He also believes that Armstrong will one day – once the American's legal battle with the United States government is resolved –play a part in the clean-up process.
"I spent three days with him a few weeks ago," Fuller said. "He'd love to [get involved]. He's the one person in the sport of cycling that can contribute the most.
"One of the challenges we face is that you are talking about athletes that move through the system after they retire and they go into administration and management roles and these guys too have participated in doping practices.
“Quite often these are the guys standing holding the flaming torch and the pitchfork screaming, 'Hang him, hang him, ban him for life'. And it's that hypocrisy that needs to be dealt with.
"Use the combination of carrot and stick; the carrot is the incentive of no retribution, no punishment; and the stick is if you don't take advantage of this and we discover either through testimony of others or through some new technology [that you've doped] then you are going to be hung, drawn and quartered."
He added: "I'm not looking for fame or media attention.

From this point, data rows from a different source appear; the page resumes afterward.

//! This crate describes the outcome of a persistent store schema migration.
//! It doesn't run migrations by itself:
//! a migration executor reports every step it completed as a [`migration_type::MigrationType`]
//! and hands back a [`migration_result::MigrationResult`], either the steps or the [`error::StoreError`] it stopped with
//!
//! # Example
//!
//! ```
//! use migration_outcome::{
//!     error::{ErrorCode, StoreError},
//!     migration_result::MigrationResult,
//!     migration_type::MigrationType,
//! };
//!
//! fn migrate(store_version: &str) -> MigrationResult {
//!     match store_version {
//!         "v3" => MigrationResult::from_steps(vec![MigrationType::none("v3")]),
//!         "v2" => MigrationResult::from_steps(vec![MigrationType::lightweight("v2", "v3")]),
//!         _ => MigrationResult::from_error(StoreError::mapping_model_not_found(
//!             "/tmp/app.sqlite",
//!             "Model",
//!             "v3",
//!         )),
//!     }
//! }
//!
//! let result = migrate("v2");
//! assert!(result.is_success());
//! assert!(result.is_migration_performed());
//!
//! match migrate("v1") {
//!     MigrationResult::Success(_) => unreachable!(),
//!     MigrationResult::Failure(error) => {
//!         assert_eq!(error.code(), ErrorCode::MappingModelNotFound)
//!     }
//! }
//! ```

pub mod error;
pub mod migration_record;
pub mod migration_result;
pub mod migration_status;
pub mod migration_type;
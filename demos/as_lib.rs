//! An executor-style function reporting its outcome through a [`MigrationRecord`]
use migration_outcome::{
    error::StoreError, migration_record::MigrationRecord, migration_result::MigrationResult,
    migration_type::MigrationType,
};
use tracing_subscriber::{layer::SubscriberExt, util::SubscriberInitExt};

const LATEST_VERSION: &str = "v3";

fn main() {
    tracing_subscriber::registry()
        .with(
            tracing_subscriber::EnvFilter::try_from_default_env()
                .unwrap_or_else(|_| "migration_outcome=debug".into()),
        )
        .with(tracing_subscriber::fmt::layer())
        .init();

    for store_version in ["v3", "v2", "v1", "v0"] {
        let record = MigrationRecord::migration_start(format!("app-{}.sqlite", store_version))
            .migration_finished(migrate(store_version));

        match record.result() {
            Some(MigrationResult::Success(steps)) => {
                let steps = steps
                    .iter()
                    .map(|step| step.to_string())
                    .collect::<Vec<String>>();
                println!("{}: {} [{}]", record.store(), record.status(), steps.join(", "));
            }
            Some(MigrationResult::Failure(error)) => {
                println!("{}: {} - {}", record.store(), record.status(), error);
            }
            None => unreachable!("record was finished"),
        }
    }
}

/// v2 -> v3 is inferable, v1 -> v2 needs a custom mapping, nothing below v1 is supported
fn migrate(store_version: &str) -> MigrationResult {
    match store_version {
        LATEST_VERSION => MigrationResult::from_steps(vec![MigrationType::none(LATEST_VERSION)]),
        "v2" => MigrationResult::from_steps(vec![MigrationType::lightweight("v2", LATEST_VERSION)]),
        "v1" => MigrationResult::from_steps(vec![
            MigrationType::heavyweight("v1", "v2"),
            MigrationType::lightweight("v2", LATEST_VERSION),
        ]),
        other => MigrationResult::from_error(StoreError::mapping_model_not_found(
            format!("app-{}.sqlite", other),
            "Model",
            LATEST_VERSION,
        )),
    }
}
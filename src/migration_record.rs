use chrono::DateTime;
use chrono::Utc;
use serde_derive::{Deserialize, Serialize};

use crate::{
    error::StoreError, migration_result::MigrationResult, migration_status::MigrationStatus,
    migration_type::MigrationType,
};

/// A log entry of one migration attempt on a store.
/// The status always follows the stored result
#[derive(Clone, Debug, Serialize, Deserialize, PartialEq)]
pub struct MigrationRecord {
    store: String,
    start_date: DateTime<Utc>,
    end_date: Option<DateTime<Utc>>,
    /// Milliseconds between start and end
    duration: Option<i64>,
    result: Option<MigrationResult>,
}

impl MigrationRecord {
    pub fn migration_start(store: impl Into<String>) -> Self {
        let store = store.into();

        tracing::debug!(store = %store, "migration started");

        MigrationRecord {
            start_date: Utc::now(),
            end_date: None,
            duration: None,
            result: None,
            store,
        }
    }

    pub fn migration_finished(self, result: MigrationResult) -> Self {
        let end_date = Utc::now();
        let status = MigrationStatus::from(&result);

        match &result {
            MigrationResult::Success(steps) => tracing::info!(
                store = %self.store,
                steps = steps.len(),
                "migration {}",
                status
            ),
            MigrationResult::Failure(error) => tracing::warn!(
                store = %self.store,
                code = error.code().value(),
                "migration {}: {}",
                status,
                error
            ),
        }

        MigrationRecord {
            end_date: Some(end_date),
            duration: Some(self.calc_migration_duration(end_date)),
            result: Some(result),
            ..self
        }
    }

    pub fn migration_succeeded(self, steps: Vec<MigrationType>) -> Self {
        self.migration_finished(MigrationResult::Success(steps))
    }

    pub fn migration_failed(self, error: StoreError) -> Self {
        self.migration_finished(MigrationResult::Failure(error))
    }

    pub fn store(&self) -> &str {
        &self.store
    }

    pub fn start_date(&self) -> DateTime<Utc> {
        self.start_date
    }

    pub fn end_date(&self) -> Option<DateTime<Utc>> {
        self.end_date
    }

    pub fn duration(&self) -> Option<i64> {
        self.duration
    }

    pub fn result(&self) -> Option<&MigrationResult> {
        self.result.as_ref()
    }

    pub fn status(&self) -> MigrationStatus {
        self.result
            .as_ref()
            .map_or(MigrationStatus::InProgress, MigrationStatus::from)
    }

    pub fn is_finished(&self) -> bool {
        self.result.is_some()
    }

    fn calc_migration_duration(&self, end_date: DateTime<Utc>) -> i64 {
        (end_date - self.start_date).num_milliseconds().max(0)
    }
}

I'm just trying to help the situation. I'm trying to help myself and clear my name once and for all and say, 'This is the problem, I'm not the problem, I'm a small solution of the system that I was involved in'."
Johnson is the headline act for Fuller's campaign, a campaign that hopes to eradicate doping in sport once and for all.
"Most athletes want to win. It's a temptation,” Johnson said. “Once you go across that bridge there's no turning back.
“You want to win a gold medal? Be fastest in the world? You keep asking yourself these questions. This is the price you have to pay, but this is what you can get in the end, on the other side.
"As a young kid, it's a path I took. It's the way my life is. I chose that path and that's the way it is. Yes, I do have some regrets. What I did was wrong. I'm trying to change that."